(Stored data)
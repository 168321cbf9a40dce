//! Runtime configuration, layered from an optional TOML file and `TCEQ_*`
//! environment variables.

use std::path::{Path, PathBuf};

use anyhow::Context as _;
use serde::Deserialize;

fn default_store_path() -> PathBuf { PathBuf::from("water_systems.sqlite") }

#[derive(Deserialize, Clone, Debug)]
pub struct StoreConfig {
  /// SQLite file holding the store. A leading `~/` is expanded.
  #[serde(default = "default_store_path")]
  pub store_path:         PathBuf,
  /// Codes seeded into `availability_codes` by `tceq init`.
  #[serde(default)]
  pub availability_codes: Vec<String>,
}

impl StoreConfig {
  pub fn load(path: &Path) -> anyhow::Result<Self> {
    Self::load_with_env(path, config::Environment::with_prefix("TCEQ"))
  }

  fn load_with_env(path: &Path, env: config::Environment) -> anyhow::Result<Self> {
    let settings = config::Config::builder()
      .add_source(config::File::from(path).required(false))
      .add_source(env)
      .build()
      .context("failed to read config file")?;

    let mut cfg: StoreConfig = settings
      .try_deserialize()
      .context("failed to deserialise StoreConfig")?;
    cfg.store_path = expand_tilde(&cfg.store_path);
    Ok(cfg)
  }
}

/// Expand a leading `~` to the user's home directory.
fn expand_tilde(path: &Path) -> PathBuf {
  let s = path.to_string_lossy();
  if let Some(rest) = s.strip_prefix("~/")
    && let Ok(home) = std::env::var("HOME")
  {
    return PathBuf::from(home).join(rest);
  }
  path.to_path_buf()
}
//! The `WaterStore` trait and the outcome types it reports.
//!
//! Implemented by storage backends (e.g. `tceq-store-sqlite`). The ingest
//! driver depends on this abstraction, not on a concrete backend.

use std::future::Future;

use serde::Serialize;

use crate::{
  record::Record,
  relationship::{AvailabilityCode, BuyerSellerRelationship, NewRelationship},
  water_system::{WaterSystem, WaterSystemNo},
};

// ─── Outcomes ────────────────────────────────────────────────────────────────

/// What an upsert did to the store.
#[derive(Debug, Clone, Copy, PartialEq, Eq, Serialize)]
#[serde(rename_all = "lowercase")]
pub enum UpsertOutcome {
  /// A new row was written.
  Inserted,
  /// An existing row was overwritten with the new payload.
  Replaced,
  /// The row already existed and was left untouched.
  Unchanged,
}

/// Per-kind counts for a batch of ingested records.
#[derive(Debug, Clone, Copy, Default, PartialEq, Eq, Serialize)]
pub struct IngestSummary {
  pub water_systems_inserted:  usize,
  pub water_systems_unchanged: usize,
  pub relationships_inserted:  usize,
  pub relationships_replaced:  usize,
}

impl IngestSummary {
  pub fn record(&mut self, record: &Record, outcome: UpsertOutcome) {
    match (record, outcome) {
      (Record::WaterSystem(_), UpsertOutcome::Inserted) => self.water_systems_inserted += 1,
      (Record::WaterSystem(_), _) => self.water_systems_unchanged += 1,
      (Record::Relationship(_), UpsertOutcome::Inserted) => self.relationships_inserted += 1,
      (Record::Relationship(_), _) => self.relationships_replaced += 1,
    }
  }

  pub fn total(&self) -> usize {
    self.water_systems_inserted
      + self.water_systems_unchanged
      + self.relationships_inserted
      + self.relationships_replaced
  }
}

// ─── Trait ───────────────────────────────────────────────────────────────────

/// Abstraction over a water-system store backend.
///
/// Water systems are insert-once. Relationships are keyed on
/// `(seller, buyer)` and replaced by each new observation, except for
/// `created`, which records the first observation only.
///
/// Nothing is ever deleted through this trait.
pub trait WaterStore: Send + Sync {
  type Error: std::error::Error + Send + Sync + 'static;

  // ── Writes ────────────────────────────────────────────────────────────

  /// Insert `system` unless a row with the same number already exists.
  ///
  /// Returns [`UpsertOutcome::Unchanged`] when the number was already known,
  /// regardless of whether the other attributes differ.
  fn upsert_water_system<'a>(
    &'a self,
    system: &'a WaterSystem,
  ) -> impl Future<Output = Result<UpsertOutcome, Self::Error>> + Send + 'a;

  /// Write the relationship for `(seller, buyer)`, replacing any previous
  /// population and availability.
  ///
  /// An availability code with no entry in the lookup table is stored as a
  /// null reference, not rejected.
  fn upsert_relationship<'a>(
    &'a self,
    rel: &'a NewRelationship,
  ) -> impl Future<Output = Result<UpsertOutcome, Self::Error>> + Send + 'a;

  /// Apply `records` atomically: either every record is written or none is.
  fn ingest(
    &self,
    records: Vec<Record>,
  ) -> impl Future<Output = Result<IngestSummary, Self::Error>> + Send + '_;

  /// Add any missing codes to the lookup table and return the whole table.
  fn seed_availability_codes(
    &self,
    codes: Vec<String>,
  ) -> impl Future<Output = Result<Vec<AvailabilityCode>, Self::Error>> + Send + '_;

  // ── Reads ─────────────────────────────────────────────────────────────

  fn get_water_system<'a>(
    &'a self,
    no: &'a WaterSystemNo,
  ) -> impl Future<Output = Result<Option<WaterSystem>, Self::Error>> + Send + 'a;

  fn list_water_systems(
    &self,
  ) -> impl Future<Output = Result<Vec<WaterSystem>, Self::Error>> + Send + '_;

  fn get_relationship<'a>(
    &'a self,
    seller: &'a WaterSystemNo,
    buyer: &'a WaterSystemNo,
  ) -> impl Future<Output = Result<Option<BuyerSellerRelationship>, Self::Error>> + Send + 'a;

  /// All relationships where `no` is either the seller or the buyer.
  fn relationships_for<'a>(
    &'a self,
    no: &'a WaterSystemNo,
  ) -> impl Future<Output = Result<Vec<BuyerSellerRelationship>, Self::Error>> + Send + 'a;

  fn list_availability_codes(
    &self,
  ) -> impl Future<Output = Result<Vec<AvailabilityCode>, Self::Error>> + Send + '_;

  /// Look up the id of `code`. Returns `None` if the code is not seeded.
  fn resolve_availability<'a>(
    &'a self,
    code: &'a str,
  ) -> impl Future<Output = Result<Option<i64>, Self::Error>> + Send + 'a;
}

---

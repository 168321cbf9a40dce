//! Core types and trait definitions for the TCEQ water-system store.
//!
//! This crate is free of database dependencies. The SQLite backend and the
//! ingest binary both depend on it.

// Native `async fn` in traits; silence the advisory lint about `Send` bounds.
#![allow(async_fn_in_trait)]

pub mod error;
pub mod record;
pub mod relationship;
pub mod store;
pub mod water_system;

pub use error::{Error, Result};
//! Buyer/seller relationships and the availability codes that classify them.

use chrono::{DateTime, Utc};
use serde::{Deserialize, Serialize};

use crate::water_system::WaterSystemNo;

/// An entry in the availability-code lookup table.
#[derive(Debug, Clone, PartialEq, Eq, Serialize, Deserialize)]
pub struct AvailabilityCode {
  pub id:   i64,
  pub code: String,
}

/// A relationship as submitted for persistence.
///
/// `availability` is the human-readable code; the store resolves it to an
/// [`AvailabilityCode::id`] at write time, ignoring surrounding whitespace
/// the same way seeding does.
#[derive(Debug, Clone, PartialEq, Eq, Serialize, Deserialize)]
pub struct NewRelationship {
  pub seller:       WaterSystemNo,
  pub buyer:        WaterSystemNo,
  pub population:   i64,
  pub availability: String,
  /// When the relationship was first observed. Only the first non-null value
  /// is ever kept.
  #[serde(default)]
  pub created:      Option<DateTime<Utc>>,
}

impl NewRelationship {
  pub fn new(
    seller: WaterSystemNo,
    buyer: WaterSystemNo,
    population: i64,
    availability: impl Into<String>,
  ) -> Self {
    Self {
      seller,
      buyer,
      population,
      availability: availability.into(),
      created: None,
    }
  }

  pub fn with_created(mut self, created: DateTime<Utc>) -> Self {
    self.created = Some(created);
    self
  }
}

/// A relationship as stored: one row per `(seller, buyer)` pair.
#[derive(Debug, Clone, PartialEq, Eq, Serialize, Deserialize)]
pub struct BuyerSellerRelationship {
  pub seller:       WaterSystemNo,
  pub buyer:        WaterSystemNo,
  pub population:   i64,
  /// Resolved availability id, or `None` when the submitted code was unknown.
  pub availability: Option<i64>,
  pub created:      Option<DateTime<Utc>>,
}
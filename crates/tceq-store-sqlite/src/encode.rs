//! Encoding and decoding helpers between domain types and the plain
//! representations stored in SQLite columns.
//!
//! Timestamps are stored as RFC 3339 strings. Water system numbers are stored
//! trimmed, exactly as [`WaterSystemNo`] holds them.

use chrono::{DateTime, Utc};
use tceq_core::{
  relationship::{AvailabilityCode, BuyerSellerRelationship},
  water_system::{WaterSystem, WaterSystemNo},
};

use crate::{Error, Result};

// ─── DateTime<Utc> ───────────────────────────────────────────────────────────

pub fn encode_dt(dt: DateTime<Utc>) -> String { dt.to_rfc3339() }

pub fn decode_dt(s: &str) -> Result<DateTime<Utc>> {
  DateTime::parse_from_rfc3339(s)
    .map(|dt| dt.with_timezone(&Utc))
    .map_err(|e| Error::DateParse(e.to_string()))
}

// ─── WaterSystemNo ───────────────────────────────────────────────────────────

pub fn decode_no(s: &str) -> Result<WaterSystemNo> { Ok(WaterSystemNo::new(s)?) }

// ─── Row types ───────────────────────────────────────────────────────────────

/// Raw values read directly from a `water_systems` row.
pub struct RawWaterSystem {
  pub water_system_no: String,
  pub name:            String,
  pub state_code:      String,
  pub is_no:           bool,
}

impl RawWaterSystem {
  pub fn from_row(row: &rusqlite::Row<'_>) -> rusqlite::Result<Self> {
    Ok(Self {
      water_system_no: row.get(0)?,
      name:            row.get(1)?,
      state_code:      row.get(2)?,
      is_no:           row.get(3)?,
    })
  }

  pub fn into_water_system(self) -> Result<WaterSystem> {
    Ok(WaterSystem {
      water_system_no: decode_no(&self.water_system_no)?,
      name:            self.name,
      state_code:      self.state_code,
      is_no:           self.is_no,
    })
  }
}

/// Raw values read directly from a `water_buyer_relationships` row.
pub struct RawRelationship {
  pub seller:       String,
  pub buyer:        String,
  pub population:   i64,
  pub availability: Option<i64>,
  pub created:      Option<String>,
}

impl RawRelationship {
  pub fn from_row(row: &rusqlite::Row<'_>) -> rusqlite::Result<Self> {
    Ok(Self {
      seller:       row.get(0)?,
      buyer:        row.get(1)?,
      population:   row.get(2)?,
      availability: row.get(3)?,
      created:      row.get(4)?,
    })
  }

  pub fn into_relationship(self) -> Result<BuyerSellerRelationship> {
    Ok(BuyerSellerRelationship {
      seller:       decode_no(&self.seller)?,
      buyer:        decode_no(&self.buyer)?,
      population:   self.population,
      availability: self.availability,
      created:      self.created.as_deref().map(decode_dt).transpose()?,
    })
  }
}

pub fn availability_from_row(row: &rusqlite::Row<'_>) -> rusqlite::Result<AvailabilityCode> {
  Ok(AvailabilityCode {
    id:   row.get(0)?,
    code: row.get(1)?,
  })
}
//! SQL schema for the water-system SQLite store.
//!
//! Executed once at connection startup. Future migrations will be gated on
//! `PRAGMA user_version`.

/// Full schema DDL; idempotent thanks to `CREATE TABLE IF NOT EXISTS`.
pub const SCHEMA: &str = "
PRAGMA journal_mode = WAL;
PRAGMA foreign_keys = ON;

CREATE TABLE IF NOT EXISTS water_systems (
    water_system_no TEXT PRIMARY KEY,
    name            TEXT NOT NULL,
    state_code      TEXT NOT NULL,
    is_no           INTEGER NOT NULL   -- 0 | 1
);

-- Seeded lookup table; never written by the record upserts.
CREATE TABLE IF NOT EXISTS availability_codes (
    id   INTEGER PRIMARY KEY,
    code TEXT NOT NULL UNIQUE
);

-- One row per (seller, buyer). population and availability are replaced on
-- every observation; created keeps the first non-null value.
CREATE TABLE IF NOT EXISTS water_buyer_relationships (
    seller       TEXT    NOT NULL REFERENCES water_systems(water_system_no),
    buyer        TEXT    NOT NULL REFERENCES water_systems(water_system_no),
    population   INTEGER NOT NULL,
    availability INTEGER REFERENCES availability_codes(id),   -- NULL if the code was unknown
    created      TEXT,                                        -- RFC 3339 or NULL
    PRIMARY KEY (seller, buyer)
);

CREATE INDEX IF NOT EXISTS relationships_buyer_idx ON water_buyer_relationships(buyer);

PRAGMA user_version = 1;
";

---

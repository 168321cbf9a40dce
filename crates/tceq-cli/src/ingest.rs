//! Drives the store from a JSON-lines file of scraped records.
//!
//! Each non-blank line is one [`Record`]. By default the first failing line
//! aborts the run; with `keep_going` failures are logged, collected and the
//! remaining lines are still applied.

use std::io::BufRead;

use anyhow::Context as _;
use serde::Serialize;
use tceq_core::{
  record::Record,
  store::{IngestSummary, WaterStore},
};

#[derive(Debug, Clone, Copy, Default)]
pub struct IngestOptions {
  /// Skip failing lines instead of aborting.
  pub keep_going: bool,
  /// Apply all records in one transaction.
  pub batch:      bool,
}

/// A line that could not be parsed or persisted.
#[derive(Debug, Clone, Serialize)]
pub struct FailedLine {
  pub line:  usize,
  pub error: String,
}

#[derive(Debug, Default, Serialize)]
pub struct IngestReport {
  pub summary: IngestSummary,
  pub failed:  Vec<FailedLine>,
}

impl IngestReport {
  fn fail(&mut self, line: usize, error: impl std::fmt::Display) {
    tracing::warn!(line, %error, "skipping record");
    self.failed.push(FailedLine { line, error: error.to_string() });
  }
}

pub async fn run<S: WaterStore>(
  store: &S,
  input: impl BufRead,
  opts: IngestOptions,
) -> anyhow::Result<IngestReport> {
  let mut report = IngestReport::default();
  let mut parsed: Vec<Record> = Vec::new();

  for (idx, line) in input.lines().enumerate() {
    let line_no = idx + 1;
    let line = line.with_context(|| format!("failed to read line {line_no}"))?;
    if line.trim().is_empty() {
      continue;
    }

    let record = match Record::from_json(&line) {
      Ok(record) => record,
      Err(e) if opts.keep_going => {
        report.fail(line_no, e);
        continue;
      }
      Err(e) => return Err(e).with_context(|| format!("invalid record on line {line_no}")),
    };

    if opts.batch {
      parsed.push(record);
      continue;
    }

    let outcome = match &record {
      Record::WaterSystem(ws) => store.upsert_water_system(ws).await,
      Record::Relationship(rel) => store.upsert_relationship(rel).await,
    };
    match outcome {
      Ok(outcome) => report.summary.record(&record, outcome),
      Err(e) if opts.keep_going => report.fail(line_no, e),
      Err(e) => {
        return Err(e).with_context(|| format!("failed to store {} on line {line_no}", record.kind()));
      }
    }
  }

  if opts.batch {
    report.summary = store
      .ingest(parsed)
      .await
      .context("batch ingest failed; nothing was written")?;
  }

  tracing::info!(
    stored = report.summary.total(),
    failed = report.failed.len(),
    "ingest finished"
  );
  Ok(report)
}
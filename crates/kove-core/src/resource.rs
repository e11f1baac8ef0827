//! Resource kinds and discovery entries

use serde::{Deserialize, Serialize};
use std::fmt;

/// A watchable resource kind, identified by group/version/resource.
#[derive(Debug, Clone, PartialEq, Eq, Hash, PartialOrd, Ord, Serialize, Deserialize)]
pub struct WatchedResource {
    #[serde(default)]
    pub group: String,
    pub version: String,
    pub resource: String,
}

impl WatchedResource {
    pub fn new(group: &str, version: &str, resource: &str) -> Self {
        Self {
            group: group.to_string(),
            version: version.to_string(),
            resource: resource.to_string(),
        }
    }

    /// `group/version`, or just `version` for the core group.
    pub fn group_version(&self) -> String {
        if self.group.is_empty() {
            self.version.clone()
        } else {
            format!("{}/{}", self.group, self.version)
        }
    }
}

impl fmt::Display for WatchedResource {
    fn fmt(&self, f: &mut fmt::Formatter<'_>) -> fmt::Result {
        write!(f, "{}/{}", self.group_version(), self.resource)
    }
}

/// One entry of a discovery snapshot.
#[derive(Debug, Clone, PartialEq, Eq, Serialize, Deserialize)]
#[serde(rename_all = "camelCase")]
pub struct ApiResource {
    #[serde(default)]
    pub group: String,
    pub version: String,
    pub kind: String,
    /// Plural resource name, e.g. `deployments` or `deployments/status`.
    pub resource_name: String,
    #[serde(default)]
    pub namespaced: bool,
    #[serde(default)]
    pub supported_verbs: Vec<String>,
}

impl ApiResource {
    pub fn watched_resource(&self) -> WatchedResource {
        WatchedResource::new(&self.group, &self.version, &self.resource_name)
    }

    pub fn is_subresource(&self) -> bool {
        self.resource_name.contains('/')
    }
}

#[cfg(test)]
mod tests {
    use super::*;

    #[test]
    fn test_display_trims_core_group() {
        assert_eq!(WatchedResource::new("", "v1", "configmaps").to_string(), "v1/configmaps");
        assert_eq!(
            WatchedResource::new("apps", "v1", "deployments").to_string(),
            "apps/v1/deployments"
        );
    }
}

▶ **Task statement**:
Whenever the word "home" shows up in a line of the entries above, copy that line.

▶ **Task answer**:
/// Expand a leading `~` to the user's home directory.
    && let Ok(home) = std::env::var("HOME")
    return PathBuf::from(home).join(rest);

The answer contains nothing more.